New UWG through implementation of the UGP Directive

On november 25, 2008, the German Bundestag passed the Act on the Amendment of the Unfair Competition Act (UWG) (Bundestag Printed Paper 16/11107016). The Federal Council approved the Act on December 19, 2008. It was published in the Federal Law Gazette on December 29, 2008, and entered into force on January 1, 2009, without any transitional provisions. This new Act implements the Directive on Unfair Commercial Practices (UCPD) in Germany.

This results in a series of significant innovations across all areas of competition law.

Firstly, the term “act of competition” will henceforth be replaced by that of a “commercial practice.” The definition of “commercial practice” encompasses “any conduct by a person for the benefit of their own or another's undertaking before, during, or after a transaction, which is objectively connected with the promotion of the sale or procurement of goods or services, or with the conclusion or performance of a contract for goods or services.” Goods also include real estate, and services also include rights and obligations.
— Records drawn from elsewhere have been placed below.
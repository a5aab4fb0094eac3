use std::sync::Arc;

use db::DBService;
use secrecy::{ExposeSecret, SecretString};
use subtle::ConstantTimeEq;

/// Per-process handles passed to every handler through axum's `State`.
#[derive(Clone)]
pub struct AppState {
    db: DBService,
    app_secret: Arc<SecretString>,
}

impl AppState {
    pub fn new(db: DBService, app_secret: SecretString) -> Self {
        Self {
            db,
            app_secret: Arc::new(app_secret),
        }
    }

    pub fn db(&self) -> &DBService {
        &self.db
    }

    /// Compare a caller-supplied secret without leaking timing information
    pub fn secret_matches(&self, candidate: &str) -> bool {
        let expected = self.app_secret.expose_secret().as_bytes();
        bool::from(expected.ct_eq(candidate.as_bytes()))
    }
}
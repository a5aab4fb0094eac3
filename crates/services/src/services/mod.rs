pub mod bookings;
pub mod journeys;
In contrast to the previous legal situation, this means that the provisions of the UWG now cover not only activities preceding a contract conclusion but also the contract conclusion itself, contract execution, and the rights of affected parties in enforcing post-contractual rights.

In the new version of § 3 UWG 2009, all unfair commercial practices are classified as unlawful if they are likely to appreciably affect the interests of competitors, consumers, or other market participants.
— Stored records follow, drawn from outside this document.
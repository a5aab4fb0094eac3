use axum::{
    Router,
    extract::State,
    response::Json as ResponseJson,
    routing::get,
};
use db::models::flight::{CreateFlight, Flight};
use services::services::bookings::BookingService;
use utils::response::ApiResponse;
use uuid::Uuid;

use super::TermQuery;
use crate::{
    AppState,
    error::ApiError,
    extract::{Json, Path, Query},
};

/// GET /api/flights
pub async fn list_flights(
    State(state): State<AppState>,
    Query(query): Query<TermQuery>,
) -> Result<ResponseJson<ApiResponse<Vec<Flight>>>, ApiError> {
    let flights = BookingService::new(state.db().pool.clone())
        .list_flights(query.term_id.as_deref())
        .await?;
    Ok(ResponseJson(ApiResponse::success(flights)))
}

/// POST /api/flights
pub async fn create_flight(
    State(state): State<AppState>,
    Json(payload): Json<CreateFlight>,
) -> Result<ResponseJson<ApiResponse<Flight>>, ApiError> {
    let flight = BookingService::new(state.db().pool.clone())
        .create_flight(&payload)
        .await?;
    Ok(ResponseJson(ApiResponse::success(flight)))
}

/// GET /api/flights/{id}
pub async fn get_flight(
    State(state): State<AppState>,
    Path(id): Path<Uuid>,
) -> Result<ResponseJson<ApiResponse<Flight>>, ApiError> {
    let flight = BookingService::new(state.db().pool.clone())
        .get_flight(id)
        .await?;
    Ok(ResponseJson(ApiResponse::success(flight)))
}

/// PUT /api/flights/{id}
pub async fn update_flight(
    State(state): State<AppState>,
    Path(id): Path<Uuid>,
    Json(payload): Json<CreateFlight>,
) -> Result<ResponseJson<ApiResponse<Flight>>, ApiError> {
    let flight = BookingService::new(state.db().pool.clone())
        .update_flight(id, &payload)
        .await?;
    Ok(ResponseJson(ApiResponse::success(flight)))
}

/// DELETE /api/flights/{id}
pub async fn delete_flight(
    State(state): State<AppState>,
    Path(id): Path<Uuid>,
) -> Result<ResponseJson<ApiResponse<()>>, ApiError> {
    BookingService::new(state.db().pool.clone())
        .delete_flight(id)
        .await?;
    Ok(ResponseJson(ApiResponse::success(())))
}

pub fn router() -> Router<AppState> {
    Router::new()
        .route("/flights", get(list_flights).post(create_flight))
        .route(
            "/flights/{id}",
            get(get_flight).put(update_flight).delete(delete_flight),
        )
}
According to § 3 (3) UWG 2009, all commercial practices listed in the Annex to the UWG 2009 are always unlawful towards consumers.

The Annex to the Act lists 30 specific practices that are generally prohibited, even without an “appreciable effect.”
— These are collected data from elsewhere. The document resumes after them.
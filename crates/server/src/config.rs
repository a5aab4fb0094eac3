use std::{env, fmt::Display, str::FromStr, time::Duration};

use axum::http::{
    HeaderName, HeaderValue, Method,
    header::CONTENT_TYPE,
};
use secrecy::SecretString;
use thiserror::Error;
use tower_http::cors::{AllowOrigin, CorsLayer};
use tracing::info;

use crate::auth::SECRET_HEADER;

#[derive(Debug, Error)]
pub enum ConfigError {
    #[error("missing required environment variable {0}")]
    Missing(&'static str),
    #[error("invalid value for {key}: {reason}")]
    Invalid { key: &'static str, reason: String },
}

#[derive(Debug)]
pub struct Config {
    pub database_url: String,
    pub app_secret: SecretString,
    pub host: String,
    pub port: u16,
    pub max_connections: u32,
    pub cors_origin: Option<String>,
}

impl Config {
    pub fn from_env() -> Result<Self, ConfigError> {
        Self::from_lookup(|key| env::var(key).ok())
    }

    /// Build the config from any key lookup; `from_env` passes the process environment.
    pub fn from_lookup(lookup: impl Fn(&str) -> Option<String>) -> Result<Self, ConfigError> {
        let app_secret = required(&lookup, "APP_SECRET")?;

        Ok(Self {
            database_url: required(&lookup, "DATABASE_URL")?,
            app_secret: SecretString::from(app_secret),
            host: lookup("HOST").unwrap_or_else(|| "0.0.0.0".to_string()),
            port: parse_or(&lookup, "PORT", 3001)?,
            max_connections: parse_or(&lookup, "DATABASE_MAX_CONNECTIONS", 5)?,
            cors_origin: lookup("CORS_ORIGIN").filter(|origin| !origin.trim().is_empty()),
        })
    }

    pub fn bind_address(&self) -> String {
        format!("{}:{}", self.host, self.port)
    }

    pub fn cors_layer(&self) -> Result<CorsLayer, ConfigError> {
        let origin = match &self.cors_origin {
            Some(origin) => {
                let value = HeaderValue::from_str(origin).map_err(|e| ConfigError::Invalid {
                    key: "CORS_ORIGIN",
                    reason: e.to_string(),
                })?;
                AllowOrigin::exact(value)
            }
            None => AllowOrigin::any(),
        };

        Ok(CorsLayer::new()
            .allow_origin(origin)
            .allow_methods([Method::GET, Method::POST, Method::PUT, Method::DELETE])
            .allow_headers([CONTENT_TYPE, HeaderName::from_static(SECRET_HEADER)])
            .max_age(Duration::from_secs(60 * 60)))
    }
}

fn required(
    lookup: &impl Fn(&str) -> Option<String>,
    key: &'static str,
) -> Result<String, ConfigError> {
    lookup(key)
        .filter(|value| !value.trim().is_empty())
        .ok_or(ConfigError::Missing(key))
}

fn parse_or<T>(
    lookup: &impl Fn(&str) -> Option<String>,
    key: &'static str,
    default: T,
) -> Result<T, ConfigError>
where
    T: FromStr + Display,
    T::Err: Display,
{
    match lookup(key) {
        Some(raw) => raw.trim().parse().map_err(|e: T::Err| ConfigError::Invalid {
            key,
            reason: e.to_string(),
        }),
        None => {
            info!("{key} not set, using default: {default}");
            Ok(default)
        }
    }
}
This so-called 'blacklist' imposes an almost absolute prohibition on a significant number of previously permissible or 'insignificant' minor cases. Of particular relevance for daily practice are items 5, 6, 7, 8, 11, 13, 18, 21, 27, and 28 of the 'blacklist', which is the annex to Section 3 of the UWG 2009.

Particular diligence is required in the planning, development, dissemination, and placement of all types of advertising, especially advertising directly targeting children.

Another significant innovation of the UWG is regulated in Section 5a of the UWG 2009 as 'misleading by omission'.

In the future, the violation of essential information duties under this new provision can constitute a misleading omission. Previously, businesses were already required to fulfill a range of information duties concerning their goods and service offerings.

The new labeling requirements include:

  • the essential characteristics of the product,
  • the identity and address of the business,
  • the final price (or a simple calculation method) and all additional costs,
  • payment, delivery, and performance terms

Originally, the provisions of the UCP Directive only applied to the relationship between businesses and consumers. Under the European Directive, no explicit provision was made for the relationship between businesses. As in other instances, the German legislator has gone beyond the scope of the Directive.

In the new UWG 2009, the concept of 'commercial practice' – the starting point for the application of the UWG – is not limited to the relationship between businesses and consumers.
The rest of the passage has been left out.